Cyanuric triazide (C_{3}N_{12} or (NCN_{3})_{3}) is described as an environmentally friendly, low toxicity, and organic primary explosive with a detonation velocity of about 7,300 m s^{−1} and a autoignition temperature of 205 °C.

== Structure ==
The cyanuric triazide molecule exists as a planar triskelion with molecular point group C_{3h}. The 1,3,5-triazine (or cyanuric) ring consists of alternating carbon and nitrogen atoms with C–N bond lengths of 1.334 to 1.336 Å. The distance from the center of the ring to each ring carbon atom is 1.286 Å, while the corresponding distance to ring nitrogens is 1.379 Å. Azide groups are linked to the carbon atoms on the cyanuric ring by single bonds with an interatomic distance of 1.399 Å.

== Synthesis ==
Cyanuric triazide can be synthesized via the nucleophilic aromatic substitution of cyanuric trichloride with an excess of sodium azide in heated acetone. The white crystals can then be purified via recrystallization from −20 °C toluene.

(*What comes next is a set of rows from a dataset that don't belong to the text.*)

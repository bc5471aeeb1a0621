//! The catalog of remote procedures.
//!
//! Each `Endpoint` is a `const` descriptor: method, path, the parameters the
//! procedure takes (in wire order) and whether a successful response carries
//! a payload worth decoding. Queries are GETs whose parameters travel in the
//! `input` query string; mutations are POSTs with a `{"json": …}` body.

use std::fmt;

use crate::http::HttpMethod;

/// Common prefix of every procedure path.
pub const TRPC_PREFIX: &str = "/api/trpc/";

/// Descriptor of one remote procedure.
#[derive(Debug, Clone, Copy, PartialEq, Eq)]
pub struct Endpoint {
    pub method: HttpMethod,
    pub path: &'static str,
    /// Required parameters, in the order they are serialized.
    pub params: &'static [&'static str],
    /// Whether the response payload is decoded (queries) or ignored
    /// beyond its status (mutations).
    pub returns_payload: bool,
}

impl Endpoint {
    const fn query(path: &'static str, params: &'static [&'static str]) -> Self {
        Self {
            method: HttpMethod::Get,
            path,
            params,
            returns_payload: true,
        }
    }

    const fn mutation(path: &'static str, params: &'static [&'static str]) -> Self {
        Self {
            method: HttpMethod::Post,
            path,
            params,
            returns_payload: false,
        }
    }

    /// The procedure name, e.g. `services.app.deployService`.
    pub fn procedure(&self) -> &'static str {
        self.path.strip_prefix(TRPC_PREFIX).unwrap_or(self.path)
    }

    pub const fn is_query(&self) -> bool {
        matches!(self.method, HttpMethod::Get)
    }
}

impl fmt::Display for Endpoint {
    fn fmt(&self, f: &mut fmt::Formatter<'_>) -> fmt::Result {
        write!(f, "{} {}", self.method, self.path)
    }
}

const SERVICE_REF: &[&str] = &["projectName", "serviceName"];

// ---------------------------------------------------------------------------
// Queries
// ---------------------------------------------------------------------------

/// Serves both the project list and the service list.
pub const LIST_PROJECTS_AND_SERVICES: Endpoint =
    Endpoint::query("/api/trpc/projects.listProjectsAndServices", &[]);
pub const INSPECT_SERVICE: Endpoint =
    Endpoint::query("/api/trpc/projects.inspectService", SERVICE_REF);
pub const INSPECT_PROJECT: Endpoint =
    Endpoint::query("/api/trpc/projects.inspectProject", &["projectName"]);
pub const GET_USER: Endpoint = Endpoint::query("/api/trpc/auth.getUser", &[]);
pub const GET_SYSTEM_STATS: Endpoint = Endpoint::query("/api/trpc/monitor.getSystemStats", &[]);

// ---------------------------------------------------------------------------
// Mutations
// ---------------------------------------------------------------------------

pub const CREATE_APP_SERVICE: Endpoint =
    Endpoint::mutation("/api/trpc/services.app.createService", SERVICE_REF);
pub const SET_SERVICE_NOTES: Endpoint = Endpoint::mutation(
    "/api/trpc/services.common.setName",
    &["projectName", "serviceName", "notes"],
);
pub const ENABLE_GITHUB_DEPLOY: Endpoint =
    Endpoint::mutation("/api/trpc/services.app.enableGithubDeploy", SERVICE_REF);
pub const DISABLE_GITHUB_DEPLOY: Endpoint =
    Endpoint::mutation("/api/trpc/services.app.disableGithubDeploy", SERVICE_REF);
pub const REFRESH_DEPLOY_TOKEN: Endpoint =
    Endpoint::mutation("/api/trpc/services.app.refreshDeployToken", SERVICE_REF);
pub const CREATE_USER: Endpoint =
    Endpoint::mutation("/api/trpc/users.createUser", &["email", "password", "admin"]);

/// Service flavours that expose lifecycle procedures.
#[derive(Debug, Clone, Copy, PartialEq, Eq, Hash)]
pub enum ServiceKind {
    App,
    Compose,
}

impl ServiceKind {
    pub const fn as_str(self) -> &'static str {
        match self {
            ServiceKind::App => "app",
            ServiceKind::Compose => "compose",
        }
    }
}

/// Lifecycle procedures shared by app and compose services.
#[derive(Debug, Clone, Copy, PartialEq, Eq, Hash)]
pub enum ServiceAction {
    Deploy,
    Start,
    Stop,
    Destroy,
}

impl ServiceAction {
    pub const ALL: [ServiceAction; 4] = [
        ServiceAction::Deploy,
        ServiceAction::Start,
        ServiceAction::Stop,
        ServiceAction::Destroy,
    ];
}

/// The lifecycle endpoint for `action` on a service of `kind`.
pub const fn service_action(kind: ServiceKind, action: ServiceAction) -> Endpoint {
    let path = match (kind, action) {
        (ServiceKind::App, ServiceAction::Deploy) => "/api/trpc/services.app.deployService",
        (ServiceKind::App, ServiceAction::Start) => "/api/trpc/services.app.startService",
        (ServiceKind::App, ServiceAction::Stop) => "/api/trpc/services.app.stopService",
        (ServiceKind::App, ServiceAction::Destroy) => "/api/trpc/services.app.destroyService",
        (ServiceKind::Compose, ServiceAction::Deploy) => "/api/trpc/services.compose.deployService",
        (ServiceKind::Compose, ServiceAction::Start) => "/api/trpc/services.compose.startService",
        (ServiceKind::Compose, ServiceAction::Stop) => "/api/trpc/services.compose.stopService",
        (ServiceKind::Compose, ServiceAction::Destroy) => {
            "/api/trpc/services.compose.destroyService"
        }
    };
    Endpoint::mutation(path, SERVICE_REF)
}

== Decomposition reactions ==
This white polycrystalline solid was found to be stable under standard conditions but is extremely shock sensitive causing it to violently decompose when ground with a mortar. The thermodynamic properties of cyanuric triazide were studied using bomb calorimetry with a combustion enthalpy (H) of 2234 kJ mol^{−1} under oxidizing conditions and 740 kJ mol^{−1} otherwise. The former value is comparable to the military explosive RDX, (C_{3}N_{3})(NO_{3})_{3}H_{6}, but is not put into use due to its less than favorable stability. Melting point examination showed a sharp melting range to clear liquid at 94–95 °C, gas evolution at 155 °C, orange to brown solution discoloration at 170 °C, orange-brown solidification at 200 °C and rapid decomposition at 240 °C. The rapid decomposition at 240 °C results from the formation of elemental carbon as graphite and the formation of nitrogen gas.